Во время своей болезни Фаина Георгиевна проявила интерес к Маяковскому. Она вернула мне материалы о поэте в большом голубом конверте, на котором было написано большими буквами: «Я люблю Маяковского. Сейчас его перечитываю и реву. Жалею М[аяков]ского. Человеческая моя жалость самое сильное во мне».

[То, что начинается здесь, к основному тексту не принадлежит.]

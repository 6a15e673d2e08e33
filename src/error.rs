//! Unified error type for idle-nudge.
//!
//! We avoid `alloc` - all error variants are fieldless and `Copy`.
//! Implements `defmt::Format` for efficient on-target logging.

/// Top-level error type used across the firmware.
#[derive(Clone, Copy, Debug, PartialEq, Eq)]
#[cfg_attr(feature = "defmt", derive(defmt::Format))]
pub enum Error {
    // Startup
    /// The status pixel (or the peripheral behind it) could not be claimed.
    /// Fatal: the device halts showing the error color.
    IndicatorUnavailable,
    /// A firmware task could not be spawned. Fatal, like the above.
    TaskUnavailable,

    // USB
    /// The transport refused a report. The sample is dropped, never retried.
    TransportBusy,
}

impl core::fmt::Display for Error {
    fn fmt(&self, f: &mut core::fmt::Formatter<'_>) -> core::fmt::Result {
        match self {
            Error::IndicatorUnavailable => f.write_str("status indicator unavailable"),
            Error::TaskUnavailable => f.write_str("task could not be spawned"),
            Error::TransportBusy => f.write_str("transport busy"),
        }
    }
}
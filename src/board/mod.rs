//! Raspberry Pi Pico wiring: USB, status pixel, buttons and the clock.

pub mod button;
pub mod led;
pub mod usb;

use embassy_time::Instant;
use idle_nudge::clock::{Clock, Millis};

/// Embassy uptime, truncated to wrapping milliseconds.
#[derive(Clone, Copy)]
pub struct BoardClock;

impl Clock for BoardClock {
    fn now_ms(&self) -> Millis {
        Instant::now().as_millis() as Millis
    }
}
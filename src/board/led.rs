//! WS2812 status pixel driven by PIO0.
//!
//! The control loop never waits on the LED: [`StatusPixel`] stores the
//! newest color in a signal and [`led_task`] pushes it out, so a burst of
//! writes collapses into the last one.

use defmt::info;
use embassy_rp::bind_interrupts;
use embassy_rp::peripherals::{DMA_CH0, PIN_16, PIO0};
use embassy_rp::pio::{InterruptHandler, Pio};
use embassy_rp::pio_programs::ws2812::{PioWs2812, PioWs2812Program};
use embassy_sync::blocking_mutex::raw::CriticalSectionRawMutex;
use embassy_sync::signal::Signal;
#[cfg(feature = "bootloader-button")]
use embassy_time::{Duration, Timer};
use idle_nudge::status::{Indicator, Rgb};
use smart_leds::RGB8;

bind_interrupts!(struct Irqs {
    PIO0_IRQ_0 => InterruptHandler<PIO0>;
});

pub type Ws2812 = PioWs2812<'static, PIO0, 0, 1>;

static LED_COLOR: Signal<CriticalSectionRawMutex, Rgb> = Signal::new();

/// Write handle for the pixel, handed out by [`init`].
pub struct StatusPixel {
    color: &'static Signal<CriticalSectionRawMutex, Rgb>,
}

impl Indicator for StatusPixel {
    fn write_rgb(&mut self, color: Rgb) {
        self.color.signal(color);
    }
}

/// Set up the PIO state machine for a single pixel on GP16.
///
/// The PIO block, DMA channel and pin are moved out of `Peripherals`, so
/// a second claim does not compile and there is nothing to fail here.
/// The pixel only lights up once [`led_task`] is running.
pub fn init(pio: PIO0, dma: DMA_CH0, pin: PIN_16) -> (StatusPixel, Ws2812) {
    let Pio {
        mut common, sm0, ..
    } = Pio::new(pio, Irqs);
    let program = PioWs2812Program::new(&mut common);
    let ws2812 = PioWs2812::new(&mut common, sm0, dma, pin, &program);
    (StatusPixel { color: &LED_COLOR }, ws2812)
}

/// Push every new color to the pixel.
pub async fn led_task(mut ws2812: Ws2812) -> ! {
    info!("LED task started");
    loop {
        let c = LED_COLOR.wait().await;
        ws2812.write(&[RGB8::new(c.r, c.g, c.b)]).await;
    }
}

/// Blink `color` directly, bypassing the status logic.
#[cfg(feature = "bootloader-button")]
pub async fn blink(color: Rgb, times: u8, half_period: Duration) {
    for _ in 0..times {
        LED_COLOR.signal(color);
        Timer::after(half_period).await;
        LED_COLOR.signal(Rgb::OFF);
        Timer::after(half_period).await;
    }
}
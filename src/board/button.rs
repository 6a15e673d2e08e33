//! GPIO push buttons (active-low with internal pull-up).
//!
//!   - GP15 - toggle, sampled by the control loop
//!   - GP28 - bootloader, held to reboot into BOOTSEL (`bootloader-button`)

use embassy_rp::gpio::{AnyPin, Input, Pull};
use embassy_sync::blocking_mutex::raw::CriticalSectionRawMutex;
use embassy_sync::signal::Signal;
use idle_nudge::control::Button;

/// Bootloader request from the long press, answered by the control loop.
pub static HANDOVER: Handover = Handover::new();

/// Two-way handshake: the button task asks, the control loop stops and
/// releases, and only then does the button task touch the pixel.
pub struct Handover {
    requested: Signal<CriticalSectionRawMutex, ()>,
    released: Signal<CriticalSectionRawMutex, ()>,
}

impl Handover {
    const fn new() -> Self {
        Self {
            requested: Signal::new(),
            released: Signal::new(),
        }
    }

    pub fn is_requested(&self) -> bool {
        self.requested.signaled()
    }

    /// Called by the control loop once it has stopped for good.
    pub fn release(&self) {
        self.released.signal(());
    }

    #[cfg(feature = "bootloader-button")]
    async fn request(&self) {
        self.requested.signal(());
        self.released.wait().await;
    }
}

/// Toggle button, read without waiting. Edge handling lives in the
/// control loop.
pub struct ToggleButton {
    pin: Input<'static>,
}

impl ToggleButton {
    pub fn new(pin: AnyPin) -> Self {
        Self {
            pin: Input::new(pin, Pull::Up),
        }
    }
}

impl Button for ToggleButton {
    fn read_level(&mut self) -> bool {
        self.pin.is_low()
    }
}

#[cfg(feature = "bootloader-button")]
pub use self::bootloader::bootloader_task;

#[cfg(feature = "bootloader-button")]
mod bootloader {
    use defmt::info;
    use embassy_rp::gpio::{AnyPin, Input, Pull};
    use embassy_time::{Duration, Ticker};
    use idle_nudge::clock::Clock;
    use idle_nudge::config::{
        BOOTLOADER_BLINKS, BOOTLOADER_BLINK_MS, BUTTON_POLL_INTERVAL_MS, LONG_PRESS_MS,
    };
    use idle_nudge::long_press::LongPress;
    use idle_nudge::status::LogicalStatus;

    use super::HANDOVER;
    use crate::board::{led, BoardClock};

    /// Watch the bootloader button. A long press stops the control loop,
    /// blinks the pixel and hands the chip to the ROM USB bootloader.
    pub async fn bootloader_task(pin: AnyPin) -> ! {
        let pin = Input::new(pin, Pull::Up);
        let mut press = LongPress::new(LONG_PRESS_MS);
        let mut ticker = Ticker::every(Duration::from_millis(u64::from(BUTTON_POLL_INTERVAL_MS)));

        loop {
            ticker.next().await;
            if let Some(event) = press.poll(BoardClock.now_ms(), pin.is_low()) {
                info!("bootloader button held {} ms, rebooting to BOOTSEL", event.held_ms);
                HANDOVER.request().await;
                led::blink(
                    LogicalStatus::Error.color(),
                    BOOTLOADER_BLINKS,
                    Duration::from_millis(BOOTLOADER_BLINK_MS),
                )
                .await;
                embassy_rp::rom_data::reset_to_usb_boot(0, 0);
                loop {
                    cortex_m::asm::wfe();
                }
            }
        }
    }
}
//! Debounced on/off toggle driven by a single push button.
//!
//! An event fires on a rising edge of the sampled level, unless the previous
//! accepted toggle is less than (or exactly) `guard_ms` old. A second press
//! inside the guard is ignored, deliberate or not.

use crate::clock::{elapsed, Millis};

/// One accepted press.
#[derive(Clone, Copy, Debug, PartialEq, Eq)]
#[cfg_attr(feature = "defmt", derive(defmt::Format))]
pub struct ToggleEvent;

#[derive(Clone, Copy, Debug)]
pub struct DebouncedToggle {
    guard_ms: u32,
    last_level: bool,
    last_toggle: Option<Millis>,
}

impl DebouncedToggle {
    pub const fn new(guard_ms: u32) -> Self {
        Self {
            guard_ms,
            last_level: false,
            last_toggle: None,
        }
    }

    /// Feed one sample. `level` is active-true (already inverted for an
    /// active-low switch).
    pub fn poll(&mut self, now: Millis, level: bool) -> Option<ToggleEvent> {
        let rising = level && !self.last_level;
        self.last_level = level;

        if !rising {
            return None;
        }

        if let Some(last) = self.last_toggle {
            if elapsed(now, last) <= self.guard_ms {
                return None;
            }
        }

        self.last_toggle = Some(now);
        Some(ToggleEvent)
    }
}
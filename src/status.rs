//! Status pixel - maps device state to a color on a single WS2812.
//!
//! ## Colors
//!
//! | State       | Color          |
//! |-------------|----------------|
//! | Booting     | amber          |
//! | USB ready   | blue           |
//! | Host ready  | green          |
//! | Activity    | purple         |
//! | Suspended   | yellow         |
//! | Error       | red            |
//! | Running     | green, dimmed  |
//! | Paused      | red, dimmed    |
//!
//! A *flash* shows a color for a fixed time and then falls back to the
//! steady status, resolved at the moment the flash expires.

use crate::clock::{elapsed, Millis};
use crate::config::STATUS_DIM_SHIFT;
use crate::report::UsbEvent;

/// 24-bit RGB color.
#[derive(Clone, Copy, Debug, Default, PartialEq, Eq)]
#[cfg_attr(feature = "defmt", derive(defmt::Format))]
pub struct Rgb {
    pub r: u8,
    pub g: u8,
    pub b: u8,
}

impl Rgb {
    pub const OFF: Rgb = Rgb::new(0, 0, 0);

    pub const fn new(r: u8, g: u8, b: u8) -> Self {
        Self { r, g, b }
    }

    /// Build from a `0xRRGGBB` literal.
    pub const fn from_hex(rgb: u32) -> Self {
        Self {
            r: (rgb >> 16) as u8,
            g: (rgb >> 8) as u8,
            b: rgb as u8,
        }
    }

    /// Darken every channel by `shift` bits (1 = half brightness).
    pub const fn dim(self, shift: u8) -> Self {
        Self {
            r: self.r >> shift,
            g: self.g >> shift,
            b: self.b >> shift,
        }
    }
}

/// Single addressable pixel. Fire-and-forget, no acknowledgement.
pub trait Indicator {
    fn write_rgb(&mut self, color: Rgb);
}

/// Logical states the pixel can announce.
#[derive(Clone, Copy, Debug, PartialEq, Eq)]
#[cfg_attr(feature = "defmt", derive(defmt::Format))]
pub enum LogicalStatus {
    Booting,
    UsbReady,
    HostReady,
    Activity,
    Suspended,
    Error,
}

impl LogicalStatus {
    pub const fn color(self) -> Rgb {
        match self {
            LogicalStatus::Booting => Rgb::from_hex(0xFF8000),
            LogicalStatus::UsbReady => Rgb::from_hex(0x0000FF),
            LogicalStatus::HostReady => Rgb::from_hex(0x00FF00),
            LogicalStatus::Activity => Rgb::from_hex(0xFF00FF),
            LogicalStatus::Suspended => Rgb::from_hex(0xFFFF00),
            LogicalStatus::Error => Rgb::from_hex(0xFF0000),
        }
    }
}

/// USB link as last reported by the transport.
#[derive(Clone, Copy, Debug, Default, PartialEq, Eq)]
pub struct LinkState {
    pub mounted: bool,
    pub suspended: bool,
}

impl LinkState {
    /// Fold one bus notification into the link. Mount and unmount both
    /// clear a pending suspend.
    pub fn apply(&mut self, event: UsbEvent) {
        match event {
            UsbEvent::Mounted => {
                self.mounted = true;
                self.suspended = false;
            }
            UsbEvent::Unmounted => *self = LinkState::default(),
            UsbEvent::Suspended => self.suspended = true,
            UsbEvent::Resumed => self.suspended = false,
        }
    }
}

/// What the pixel shows when no flash is pending.
#[derive(Clone, Copy, Debug, PartialEq, Eq)]
#[cfg_attr(feature = "defmt", derive(defmt::Format))]
pub enum SteadyStatus {
    /// Bus suspended by the host. Wins over everything else.
    Suspended,
    /// Powered but not (or no longer) configured by a host.
    AwaitingHost,
    /// Configured and movement enabled.
    Running,
    /// Configured and movement disabled.
    Paused,
}

impl SteadyStatus {
    /// Resolve in priority order: suspended, not mounted, enabled.
    pub const fn resolve(link: LinkState, enabled: bool) -> Self {
        if link.suspended {
            SteadyStatus::Suspended
        } else if !link.mounted {
            SteadyStatus::AwaitingHost
        } else if enabled {
            SteadyStatus::Running
        } else {
            SteadyStatus::Paused
        }
    }

    pub const fn color(self) -> Rgb {
        match self {
            SteadyStatus::Suspended => LogicalStatus::Suspended.color(),
            SteadyStatus::AwaitingHost => LogicalStatus::UsbReady.color(),
            SteadyStatus::Running => LogicalStatus::HostReady.color().dim(STATUS_DIM_SHIFT),
            SteadyStatus::Paused => LogicalStatus::Error.color().dim(STATUS_DIM_SHIFT),
        }
    }
}

#[derive(Clone, Copy, Debug)]
struct Flash {
    start: Millis,
    duration: u32,
}

/// Drives the pixel: immediate status writes plus at most one timed flash.
pub struct StatusIndicator<I> {
    led: I,
    flash: Option<Flash>,
}

impl<I: Indicator> StatusIndicator<I> {
    pub fn new(led: I) -> Self {
        Self { led, flash: None }
    }

    /// Write the color for `status` right away.
    pub fn set_status(&mut self, status: LogicalStatus) {
        self.led.write_rgb(status.color());
    }

    /// Write the steady color. A pending flash stays armed and will
    /// restore the then-current steady color when it expires.
    pub fn show_steady(&mut self, steady: SteadyStatus) {
        self.led.write_rgb(steady.color());
    }

    /// Show `status` for `duration_ms`, replacing any flash in flight.
    pub fn flash(&mut self, status: LogicalStatus, duration_ms: u32, now: Millis) {
        self.set_status(status);
        self.flash = Some(Flash {
            start: now,
            duration: duration_ms,
        });
    }

    pub fn is_flashing(&self) -> bool {
        self.flash.is_some()
    }

    /// Expire the flash once its duration has passed, restoring `steady`.
    /// Returns `true` when a restore happened.
    pub fn poll(&mut self, now: Millis, steady: SteadyStatus) -> bool {
        match self.flash {
            Some(flash) if elapsed(now, flash.start) >= flash.duration => {
                self.flash = None;
                self.show_steady(steady);
                true
            }
            _ => false,
        }
    }

    pub fn led(&self) -> &I {
        &self.led
    }

}

#[cfg(test)]
mod tests {
    use super::*;

    #[derive(Default)]
    struct Recorder(Vec<Rgb>);

    impl Indicator for Recorder {
        fn write_rgb(&mut self, color: Rgb) {
            self.0.push(color);
        }
    }

    impl Recorder {
        fn last(&self) -> Option<Rgb> {
            self.0.last().copied()
        }
    }

    const MOUNTED: LinkState = LinkState {
        mounted: true,
        suspended: false,
    };

    #[test]
    fn rgb_from_hex_and_dim() {
        let amber = Rgb::from_hex(0xFF8000);
        assert_eq!(amber, Rgb::new(0xFF, 0x80, 0x00));
        assert_eq!(amber.dim(1), Rgb::new(0x7F, 0x40, 0x00));
        assert_eq!(amber.dim(2), Rgb::new(0x3F, 0x20, 0x00));
        assert_eq!(Rgb::OFF.dim(3), Rgb::OFF);
    }

    #[test]
    fn steady_priority_order() {
        let suspended = LinkState {
            mounted: true,
            suspended: true,
        };
        assert_eq!(SteadyStatus::resolve(suspended, true), SteadyStatus::Suspended);
        assert_eq!(SteadyStatus::resolve(suspended, false), SteadyStatus::Suspended);

        let unmounted = LinkState::default();
        assert_eq!(SteadyStatus::resolve(unmounted, true), SteadyStatus::AwaitingHost);
        assert_eq!(SteadyStatus::resolve(unmounted, false), SteadyStatus::AwaitingHost);

        assert_eq!(SteadyStatus::resolve(MOUNTED, true), SteadyStatus::Running);
        assert_eq!(SteadyStatus::resolve(MOUNTED, false), SteadyStatus::Paused);
    }

    #[test]
    fn link_follows_bus_events() {
        let mut link = LinkState::default();
        link.apply(UsbEvent::Suspended);
        assert_eq!(link, LinkState { mounted: false, suspended: true });
        link.apply(UsbEvent::Mounted);
        assert_eq!(link, MOUNTED);
        link.apply(UsbEvent::Suspended);
        link.apply(UsbEvent::Resumed);
        assert_eq!(link, MOUNTED);
        link.apply(UsbEvent::Suspended);
        link.apply(UsbEvent::Unmounted);
        assert_eq!(link, LinkState::default());
    }

    #[test]
    fn steady_colors() {
        assert_eq!(SteadyStatus::Suspended.color(), Rgb::from_hex(0xFFFF00));
        assert_eq!(SteadyStatus::AwaitingHost.color(), Rgb::from_hex(0x0000FF));
        assert_eq!(SteadyStatus::Running.color(), Rgb::new(0, 0x7F, 0));
        assert_eq!(SteadyStatus::Paused.color(), Rgb::new(0x7F, 0, 0));
    }

    #[test]
    fn flash_writes_then_restores_after_duration() {
        let mut status = StatusIndicator::new(Recorder::default());
        status.flash(LogicalStatus::Activity, 150, 1_000);
        assert_eq!(status.led().last(), Some(LogicalStatus::Activity.color()));
        assert!(status.is_flashing());

        assert!(!status.poll(1_149, SteadyStatus::Paused));
        assert_eq!(status.led().last(), Some(LogicalStatus::Activity.color()));

        assert!(status.poll(1_150, SteadyStatus::Paused));
        assert_eq!(status.led().last(), Some(SteadyStatus::Paused.color()));
        assert!(!status.is_flashing());

        // Nothing left to restore.
        let writes = status.led().0.len();
        assert!(!status.poll(2_000, SteadyStatus::Running));
        assert_eq!(status.led().0.len(), writes);
    }

    #[test]
    fn restore_uses_steady_status_at_expiry() {
        let mut status = StatusIndicator::new(Recorder::default());
        status.flash(LogicalStatus::Activity, 150, 0);
        // Link changed during the flash; the caller passes the fresh value.
        assert!(status.poll(200, SteadyStatus::Suspended));
        assert_eq!(status.led().last(), Some(SteadyStatus::Suspended.color()));
    }

    #[test]
    fn new_flash_replaces_pending_one() {
        let mut status = StatusIndicator::new(Recorder::default());
        status.flash(LogicalStatus::Activity, 150, 0);
        status.flash(LogicalStatus::HostReady, 50, 100);
        assert!(!status.poll(149, SteadyStatus::Running));
        assert!(status.poll(150, SteadyStatus::Running));
    }

    #[test]
    fn flash_expiry_across_counter_wrap() {
        let mut status = StatusIndicator::new(Recorder::default());
        status.flash(LogicalStatus::Activity, 50, u32::MAX - 10);
        assert!(!status.poll(20, SteadyStatus::Running));
        assert!(status.poll(40, SteadyStatus::Running));
    }

    #[test]
    fn show_steady_keeps_flash_armed() {
        let mut status = StatusIndicator::new(Recorder::default());
        status.flash(LogicalStatus::Activity, 150, 0);
        status.show_steady(SteadyStatus::AwaitingHost);
        assert_eq!(status.led().last(), Some(SteadyStatus::AwaitingHost.color()));
        assert!(status.is_flashing());
        assert!(status.poll(150, SteadyStatus::Running));
        assert_eq!(status.led().last(), Some(SteadyStatus::Running.color()));
    }
}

До последних дней жизни Раневская внимательно прочитывала каждую новую книгу, чаще всего с карандашом в руке. Незадолго до смерти прочитав повесть о детстве Татьяны Луговской «Я помню», выпущенную издательством «Детская литература» в 1983 году, Фаина Георгиевна написала прямо на форзаце книги: «Мило о детстве, а мне вспомнилась горькая моя обида на всех окружавших меня в моем одиноком детстве, и я позавидовала Тане доброй завистью. Ф.Р.». И, вероятно, вновь вернувшись к мыслям о своей жизни и книге, дописала: «В книге что-то очищающее... Полезна и нужна взрослым. От этой книги и злые подобреют. Любовь зрителей и смертное одиночество — ужас мой!!»
Книги у Раневской жили деятельно и полнокровно. Актриса вбирала их в свой ум, душу, спорила с ними, одобряла их, критиковала, дарила — и любила. Это была живительная и признательная любовь.